__What you have to do__
From the data below, return the exact lines starting at the line containing "pub fn fit(data: &[Vec<f64>], params: &ForestParams)" and ending at the line containing "let normalizer = average_path_length(self.sample_size);", both included, and nothing else.

□ □ □ □ □ □ □

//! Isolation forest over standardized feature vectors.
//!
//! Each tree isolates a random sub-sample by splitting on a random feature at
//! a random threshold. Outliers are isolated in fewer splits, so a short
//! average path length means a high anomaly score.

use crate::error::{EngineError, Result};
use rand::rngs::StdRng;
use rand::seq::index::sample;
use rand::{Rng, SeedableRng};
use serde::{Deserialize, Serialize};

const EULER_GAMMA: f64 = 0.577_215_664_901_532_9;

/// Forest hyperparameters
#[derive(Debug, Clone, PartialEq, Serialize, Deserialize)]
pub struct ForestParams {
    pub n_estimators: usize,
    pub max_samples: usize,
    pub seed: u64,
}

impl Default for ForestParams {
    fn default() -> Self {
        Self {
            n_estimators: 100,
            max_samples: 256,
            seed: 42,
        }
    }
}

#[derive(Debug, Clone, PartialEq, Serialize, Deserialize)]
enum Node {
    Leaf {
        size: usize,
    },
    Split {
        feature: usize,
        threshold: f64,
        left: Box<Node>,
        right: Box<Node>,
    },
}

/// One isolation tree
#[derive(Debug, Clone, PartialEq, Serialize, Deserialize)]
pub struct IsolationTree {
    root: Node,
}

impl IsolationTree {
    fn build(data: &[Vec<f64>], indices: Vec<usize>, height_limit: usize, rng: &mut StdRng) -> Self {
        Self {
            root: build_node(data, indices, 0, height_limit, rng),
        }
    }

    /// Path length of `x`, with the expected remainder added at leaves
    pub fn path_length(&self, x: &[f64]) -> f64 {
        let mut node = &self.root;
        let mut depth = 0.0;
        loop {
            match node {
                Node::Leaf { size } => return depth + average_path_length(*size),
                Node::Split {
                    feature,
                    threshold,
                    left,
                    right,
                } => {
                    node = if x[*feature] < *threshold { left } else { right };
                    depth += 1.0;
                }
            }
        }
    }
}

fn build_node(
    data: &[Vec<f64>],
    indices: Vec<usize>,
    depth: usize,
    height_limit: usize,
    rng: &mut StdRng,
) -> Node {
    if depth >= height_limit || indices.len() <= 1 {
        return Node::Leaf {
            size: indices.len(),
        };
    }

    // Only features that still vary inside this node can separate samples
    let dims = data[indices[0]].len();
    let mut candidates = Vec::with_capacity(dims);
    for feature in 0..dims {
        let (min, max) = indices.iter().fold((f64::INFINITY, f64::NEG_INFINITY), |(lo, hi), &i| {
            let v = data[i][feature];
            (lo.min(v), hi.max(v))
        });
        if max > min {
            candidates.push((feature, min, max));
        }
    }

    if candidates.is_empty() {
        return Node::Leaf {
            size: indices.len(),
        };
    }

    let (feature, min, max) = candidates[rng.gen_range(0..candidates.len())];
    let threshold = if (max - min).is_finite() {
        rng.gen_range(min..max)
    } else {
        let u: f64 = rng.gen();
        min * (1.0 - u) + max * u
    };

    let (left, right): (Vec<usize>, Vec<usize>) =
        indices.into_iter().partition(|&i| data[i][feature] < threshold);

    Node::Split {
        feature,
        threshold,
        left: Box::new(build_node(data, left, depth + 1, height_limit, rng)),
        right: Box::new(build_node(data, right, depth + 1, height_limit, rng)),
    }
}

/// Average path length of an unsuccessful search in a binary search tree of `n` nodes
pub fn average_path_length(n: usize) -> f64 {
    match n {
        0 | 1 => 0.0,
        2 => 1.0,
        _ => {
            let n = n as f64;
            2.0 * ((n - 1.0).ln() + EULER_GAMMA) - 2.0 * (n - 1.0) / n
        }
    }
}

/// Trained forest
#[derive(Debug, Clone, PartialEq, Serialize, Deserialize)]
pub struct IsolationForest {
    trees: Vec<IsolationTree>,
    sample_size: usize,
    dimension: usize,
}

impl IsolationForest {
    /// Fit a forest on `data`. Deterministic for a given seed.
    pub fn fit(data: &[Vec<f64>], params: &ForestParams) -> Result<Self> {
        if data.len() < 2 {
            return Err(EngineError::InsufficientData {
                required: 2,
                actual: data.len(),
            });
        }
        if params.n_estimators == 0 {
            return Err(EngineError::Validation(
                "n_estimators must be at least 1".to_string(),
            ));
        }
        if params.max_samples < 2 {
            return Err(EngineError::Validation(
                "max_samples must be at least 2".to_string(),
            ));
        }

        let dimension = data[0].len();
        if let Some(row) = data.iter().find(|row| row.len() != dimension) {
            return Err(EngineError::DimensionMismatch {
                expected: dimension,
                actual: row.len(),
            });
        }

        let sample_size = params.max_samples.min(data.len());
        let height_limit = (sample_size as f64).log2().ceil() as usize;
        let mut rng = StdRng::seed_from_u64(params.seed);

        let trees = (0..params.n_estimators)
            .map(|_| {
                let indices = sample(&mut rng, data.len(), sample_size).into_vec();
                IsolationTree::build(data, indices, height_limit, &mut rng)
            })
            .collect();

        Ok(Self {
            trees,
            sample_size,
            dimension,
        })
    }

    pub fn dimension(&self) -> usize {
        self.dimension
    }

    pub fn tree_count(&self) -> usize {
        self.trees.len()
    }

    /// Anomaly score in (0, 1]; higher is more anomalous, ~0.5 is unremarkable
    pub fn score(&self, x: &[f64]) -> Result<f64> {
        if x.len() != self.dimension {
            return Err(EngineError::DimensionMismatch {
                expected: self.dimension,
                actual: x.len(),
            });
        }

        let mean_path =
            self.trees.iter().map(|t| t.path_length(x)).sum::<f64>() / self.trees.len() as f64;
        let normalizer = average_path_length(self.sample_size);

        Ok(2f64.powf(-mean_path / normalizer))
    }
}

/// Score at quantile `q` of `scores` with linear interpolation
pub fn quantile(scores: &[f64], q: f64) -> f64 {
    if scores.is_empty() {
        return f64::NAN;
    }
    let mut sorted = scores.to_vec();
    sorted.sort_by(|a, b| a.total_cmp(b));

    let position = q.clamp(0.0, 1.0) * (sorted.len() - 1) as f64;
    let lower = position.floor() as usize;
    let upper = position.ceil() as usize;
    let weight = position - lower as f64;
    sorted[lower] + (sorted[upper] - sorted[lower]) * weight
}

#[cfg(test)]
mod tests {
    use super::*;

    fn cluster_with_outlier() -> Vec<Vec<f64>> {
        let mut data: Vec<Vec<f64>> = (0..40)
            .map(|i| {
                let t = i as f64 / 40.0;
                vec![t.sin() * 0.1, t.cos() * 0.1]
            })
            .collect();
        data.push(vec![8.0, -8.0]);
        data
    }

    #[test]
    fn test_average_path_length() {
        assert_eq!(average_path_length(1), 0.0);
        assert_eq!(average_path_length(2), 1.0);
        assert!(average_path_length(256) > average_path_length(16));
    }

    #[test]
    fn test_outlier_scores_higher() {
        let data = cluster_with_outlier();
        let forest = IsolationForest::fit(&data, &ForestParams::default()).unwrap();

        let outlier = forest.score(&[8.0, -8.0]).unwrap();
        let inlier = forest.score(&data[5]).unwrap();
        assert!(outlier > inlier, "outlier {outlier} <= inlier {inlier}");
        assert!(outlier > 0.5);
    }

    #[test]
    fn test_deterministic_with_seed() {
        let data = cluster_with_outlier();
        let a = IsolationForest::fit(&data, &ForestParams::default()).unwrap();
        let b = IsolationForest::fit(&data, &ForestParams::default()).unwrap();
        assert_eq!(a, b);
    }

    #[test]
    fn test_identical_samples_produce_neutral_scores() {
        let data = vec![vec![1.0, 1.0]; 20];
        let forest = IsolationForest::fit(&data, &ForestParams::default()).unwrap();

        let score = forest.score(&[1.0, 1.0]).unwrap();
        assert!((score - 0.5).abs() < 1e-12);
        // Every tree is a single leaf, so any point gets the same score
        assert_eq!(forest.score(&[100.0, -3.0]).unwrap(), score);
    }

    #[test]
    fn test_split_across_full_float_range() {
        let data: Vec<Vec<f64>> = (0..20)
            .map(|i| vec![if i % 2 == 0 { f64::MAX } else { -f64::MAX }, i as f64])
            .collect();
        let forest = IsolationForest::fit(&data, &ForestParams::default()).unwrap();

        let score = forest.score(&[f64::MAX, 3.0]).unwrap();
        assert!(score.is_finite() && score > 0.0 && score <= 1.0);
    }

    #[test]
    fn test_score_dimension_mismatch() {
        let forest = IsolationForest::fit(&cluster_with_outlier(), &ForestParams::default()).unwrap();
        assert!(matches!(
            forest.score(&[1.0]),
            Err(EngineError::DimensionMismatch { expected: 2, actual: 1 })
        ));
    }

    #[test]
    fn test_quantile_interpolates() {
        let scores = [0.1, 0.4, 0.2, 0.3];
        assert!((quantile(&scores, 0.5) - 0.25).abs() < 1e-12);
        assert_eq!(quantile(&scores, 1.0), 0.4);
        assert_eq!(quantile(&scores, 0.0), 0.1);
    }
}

□ □ □ □ □ □ □

__Answer section__
    pub fn fit(data: &[Vec<f64>], params: &ForestParams) -> Result<Self> {
        if data.len() < 2 {
            return Err(EngineError::InsufficientData {
                required: 2,
                actual: data.len(),
            });
        }
        if params.n_estimators == 0 {
            return Err(EngineError::Validation(
                "n_estimators must be at least 1".to_string(),
            ));
        }
        if params.max_samples < 2 {
            return Err(EngineError::Validation(
                "max_samples must be at least 2".to_string(),
            ));
        }

        let dimension = data[0].len();
        if let Some(row) = data.iter().find(|row| row.len() != dimension) {
            return Err(EngineError::DimensionMismatch {
                expected: dimension,
                actual: row.len(),
            });
        }

        let sample_size = params.max_samples.min(data.len());
        let height_limit = (sample_size as f64).log2().ceil() as usize;
        let mut rng = StdRng::seed_from_u64(params.seed);

        let trees = (0..params.n_estimators)
            .map(|_| {
                let indices = sample(&mut rng, data.len(), sample_size).into_vec();
                IsolationTree::build(data, indices, height_limit, &mut rng)
            })
            .collect();

        Ok(Self {
            trees,
            sample_size,
            dimension,
        })
    }

    pub fn dimension(&self) -> usize {
        self.dimension
    }

    pub fn tree_count(&self) -> usize {
        self.trees.len()
    }

    /// Anomaly score in (0, 1]; higher is more anomalous, ~0.5 is unremarkable
    pub fn score(&self, x: &[f64]) -> Result<f64> {
        if x.len() != self.dimension {
            return Err(EngineError::DimensionMismatch {
                expected: self.dimension,
                actual: x.len(),
            });
        }

        let mean_path =
            self.trees.iter().map(|t| t.path_length(x)).sum::<f64>() / self.trees.len() as f64;
        let normalizer = average_path_length(self.sample_size);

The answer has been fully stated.